Work item: How many lines of these entries hold the string "LifecyclePolicy"? Answer with the number alone.
• • • • • • •
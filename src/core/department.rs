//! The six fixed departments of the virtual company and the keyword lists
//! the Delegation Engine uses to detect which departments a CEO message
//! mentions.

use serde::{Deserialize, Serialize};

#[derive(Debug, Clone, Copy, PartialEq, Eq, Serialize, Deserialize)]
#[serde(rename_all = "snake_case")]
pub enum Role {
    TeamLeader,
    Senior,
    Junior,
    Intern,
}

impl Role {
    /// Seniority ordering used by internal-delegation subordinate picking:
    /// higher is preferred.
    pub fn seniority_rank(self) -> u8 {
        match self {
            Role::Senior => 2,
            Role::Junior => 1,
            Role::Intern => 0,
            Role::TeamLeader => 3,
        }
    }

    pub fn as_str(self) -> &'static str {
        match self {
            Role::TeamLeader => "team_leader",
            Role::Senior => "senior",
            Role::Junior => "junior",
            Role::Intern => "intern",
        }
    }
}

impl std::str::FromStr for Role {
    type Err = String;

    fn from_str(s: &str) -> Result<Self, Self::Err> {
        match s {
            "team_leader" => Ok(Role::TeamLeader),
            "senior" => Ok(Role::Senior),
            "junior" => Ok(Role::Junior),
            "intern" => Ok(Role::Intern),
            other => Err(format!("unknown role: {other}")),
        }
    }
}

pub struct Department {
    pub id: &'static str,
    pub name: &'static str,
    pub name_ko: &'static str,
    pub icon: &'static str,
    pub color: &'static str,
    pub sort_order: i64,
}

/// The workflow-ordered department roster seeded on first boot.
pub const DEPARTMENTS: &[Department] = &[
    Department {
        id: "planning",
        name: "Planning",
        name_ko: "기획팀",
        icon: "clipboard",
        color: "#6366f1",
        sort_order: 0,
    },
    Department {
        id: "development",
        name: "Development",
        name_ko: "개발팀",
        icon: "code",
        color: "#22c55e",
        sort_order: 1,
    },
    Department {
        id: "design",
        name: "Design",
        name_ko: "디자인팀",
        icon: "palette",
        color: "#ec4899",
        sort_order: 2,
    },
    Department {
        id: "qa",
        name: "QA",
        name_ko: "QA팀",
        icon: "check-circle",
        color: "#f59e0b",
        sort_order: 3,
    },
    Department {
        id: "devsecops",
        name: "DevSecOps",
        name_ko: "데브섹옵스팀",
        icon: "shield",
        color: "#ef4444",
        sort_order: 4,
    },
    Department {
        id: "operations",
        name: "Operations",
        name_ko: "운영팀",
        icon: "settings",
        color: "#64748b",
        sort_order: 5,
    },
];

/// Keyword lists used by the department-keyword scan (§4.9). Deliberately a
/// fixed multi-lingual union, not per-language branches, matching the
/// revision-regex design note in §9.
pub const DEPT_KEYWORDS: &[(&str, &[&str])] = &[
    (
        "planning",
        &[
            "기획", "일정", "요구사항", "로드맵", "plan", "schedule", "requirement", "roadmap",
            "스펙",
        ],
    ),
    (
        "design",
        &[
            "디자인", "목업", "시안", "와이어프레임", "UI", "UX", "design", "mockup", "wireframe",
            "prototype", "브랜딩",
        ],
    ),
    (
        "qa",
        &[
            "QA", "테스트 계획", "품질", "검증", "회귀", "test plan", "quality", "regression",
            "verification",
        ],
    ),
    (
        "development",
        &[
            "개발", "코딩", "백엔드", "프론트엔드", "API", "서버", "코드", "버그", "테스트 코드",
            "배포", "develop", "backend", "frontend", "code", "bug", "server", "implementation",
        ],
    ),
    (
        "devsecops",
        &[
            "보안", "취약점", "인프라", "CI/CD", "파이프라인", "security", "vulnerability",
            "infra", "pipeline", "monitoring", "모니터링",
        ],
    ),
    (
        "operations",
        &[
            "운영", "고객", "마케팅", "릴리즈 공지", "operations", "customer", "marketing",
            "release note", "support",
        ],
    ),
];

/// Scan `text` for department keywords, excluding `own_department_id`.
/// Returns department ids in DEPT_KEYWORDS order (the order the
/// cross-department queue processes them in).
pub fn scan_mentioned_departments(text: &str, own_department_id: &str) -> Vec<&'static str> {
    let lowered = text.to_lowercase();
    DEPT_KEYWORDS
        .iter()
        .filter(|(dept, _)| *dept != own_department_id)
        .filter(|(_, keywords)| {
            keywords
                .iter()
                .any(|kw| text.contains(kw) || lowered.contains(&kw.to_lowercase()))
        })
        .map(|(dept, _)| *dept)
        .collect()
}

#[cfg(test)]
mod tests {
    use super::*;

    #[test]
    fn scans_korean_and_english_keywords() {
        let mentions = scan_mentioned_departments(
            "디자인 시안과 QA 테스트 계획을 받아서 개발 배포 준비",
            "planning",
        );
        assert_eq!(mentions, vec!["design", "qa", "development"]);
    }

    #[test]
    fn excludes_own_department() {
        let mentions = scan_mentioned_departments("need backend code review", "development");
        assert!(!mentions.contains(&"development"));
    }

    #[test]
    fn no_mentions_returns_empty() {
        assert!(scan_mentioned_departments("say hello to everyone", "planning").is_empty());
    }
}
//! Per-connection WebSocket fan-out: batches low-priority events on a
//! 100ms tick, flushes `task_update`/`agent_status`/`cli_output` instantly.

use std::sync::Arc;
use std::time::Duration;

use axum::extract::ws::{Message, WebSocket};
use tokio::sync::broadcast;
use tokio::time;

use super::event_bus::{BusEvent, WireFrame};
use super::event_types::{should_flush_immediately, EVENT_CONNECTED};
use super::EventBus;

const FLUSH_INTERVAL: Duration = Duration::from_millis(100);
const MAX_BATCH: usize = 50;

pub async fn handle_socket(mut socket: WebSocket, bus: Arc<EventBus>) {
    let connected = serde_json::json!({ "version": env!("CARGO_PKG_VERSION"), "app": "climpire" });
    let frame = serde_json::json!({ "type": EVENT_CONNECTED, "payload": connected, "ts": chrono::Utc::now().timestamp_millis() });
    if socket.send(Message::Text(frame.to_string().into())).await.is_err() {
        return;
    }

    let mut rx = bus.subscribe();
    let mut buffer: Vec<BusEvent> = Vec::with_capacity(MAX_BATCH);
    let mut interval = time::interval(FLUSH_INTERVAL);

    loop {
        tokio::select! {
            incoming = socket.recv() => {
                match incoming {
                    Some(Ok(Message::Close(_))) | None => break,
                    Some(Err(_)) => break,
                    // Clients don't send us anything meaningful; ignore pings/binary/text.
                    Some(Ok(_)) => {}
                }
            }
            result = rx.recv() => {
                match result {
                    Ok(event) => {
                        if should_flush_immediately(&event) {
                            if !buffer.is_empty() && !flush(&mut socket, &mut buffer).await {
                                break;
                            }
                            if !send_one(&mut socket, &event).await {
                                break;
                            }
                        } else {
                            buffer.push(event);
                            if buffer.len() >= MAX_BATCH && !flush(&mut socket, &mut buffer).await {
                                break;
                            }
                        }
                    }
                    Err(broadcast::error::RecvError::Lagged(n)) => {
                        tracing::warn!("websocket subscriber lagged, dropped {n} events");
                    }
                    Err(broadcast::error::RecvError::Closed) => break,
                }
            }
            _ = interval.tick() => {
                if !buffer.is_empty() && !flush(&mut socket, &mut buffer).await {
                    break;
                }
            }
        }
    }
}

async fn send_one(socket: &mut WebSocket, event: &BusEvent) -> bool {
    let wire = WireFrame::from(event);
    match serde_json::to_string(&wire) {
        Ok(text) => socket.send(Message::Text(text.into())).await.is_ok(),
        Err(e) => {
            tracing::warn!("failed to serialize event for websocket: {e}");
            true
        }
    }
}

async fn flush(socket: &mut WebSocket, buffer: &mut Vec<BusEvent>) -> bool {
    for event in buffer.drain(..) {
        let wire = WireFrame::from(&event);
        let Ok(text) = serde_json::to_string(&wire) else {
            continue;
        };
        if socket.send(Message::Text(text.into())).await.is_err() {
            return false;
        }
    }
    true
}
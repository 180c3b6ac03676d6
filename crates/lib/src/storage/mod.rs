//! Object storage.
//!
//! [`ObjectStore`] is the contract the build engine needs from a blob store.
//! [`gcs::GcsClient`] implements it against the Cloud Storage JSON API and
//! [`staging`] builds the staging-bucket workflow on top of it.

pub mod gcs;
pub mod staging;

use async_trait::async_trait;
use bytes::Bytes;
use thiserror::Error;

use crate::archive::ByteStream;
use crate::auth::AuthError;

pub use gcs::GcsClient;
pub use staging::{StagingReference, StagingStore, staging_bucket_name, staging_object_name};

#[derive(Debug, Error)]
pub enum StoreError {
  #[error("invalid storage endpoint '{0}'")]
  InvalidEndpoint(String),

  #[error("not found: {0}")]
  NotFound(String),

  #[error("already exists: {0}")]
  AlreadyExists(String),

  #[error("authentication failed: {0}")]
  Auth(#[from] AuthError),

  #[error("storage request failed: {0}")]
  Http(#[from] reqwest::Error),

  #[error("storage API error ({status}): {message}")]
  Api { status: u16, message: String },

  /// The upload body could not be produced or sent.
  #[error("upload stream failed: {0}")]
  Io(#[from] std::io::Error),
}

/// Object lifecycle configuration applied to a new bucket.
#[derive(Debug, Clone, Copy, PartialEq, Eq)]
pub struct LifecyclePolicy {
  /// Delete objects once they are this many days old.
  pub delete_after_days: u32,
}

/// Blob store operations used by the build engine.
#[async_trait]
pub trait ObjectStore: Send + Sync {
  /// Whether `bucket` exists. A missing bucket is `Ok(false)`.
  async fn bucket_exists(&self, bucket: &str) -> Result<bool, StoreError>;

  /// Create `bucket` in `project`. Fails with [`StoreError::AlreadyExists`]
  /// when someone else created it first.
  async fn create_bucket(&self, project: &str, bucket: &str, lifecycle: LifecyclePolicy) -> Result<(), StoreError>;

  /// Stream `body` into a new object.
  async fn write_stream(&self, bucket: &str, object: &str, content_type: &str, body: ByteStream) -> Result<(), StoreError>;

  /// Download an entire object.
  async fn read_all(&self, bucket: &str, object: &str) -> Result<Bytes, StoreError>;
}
• • • • • • •
Your response: 2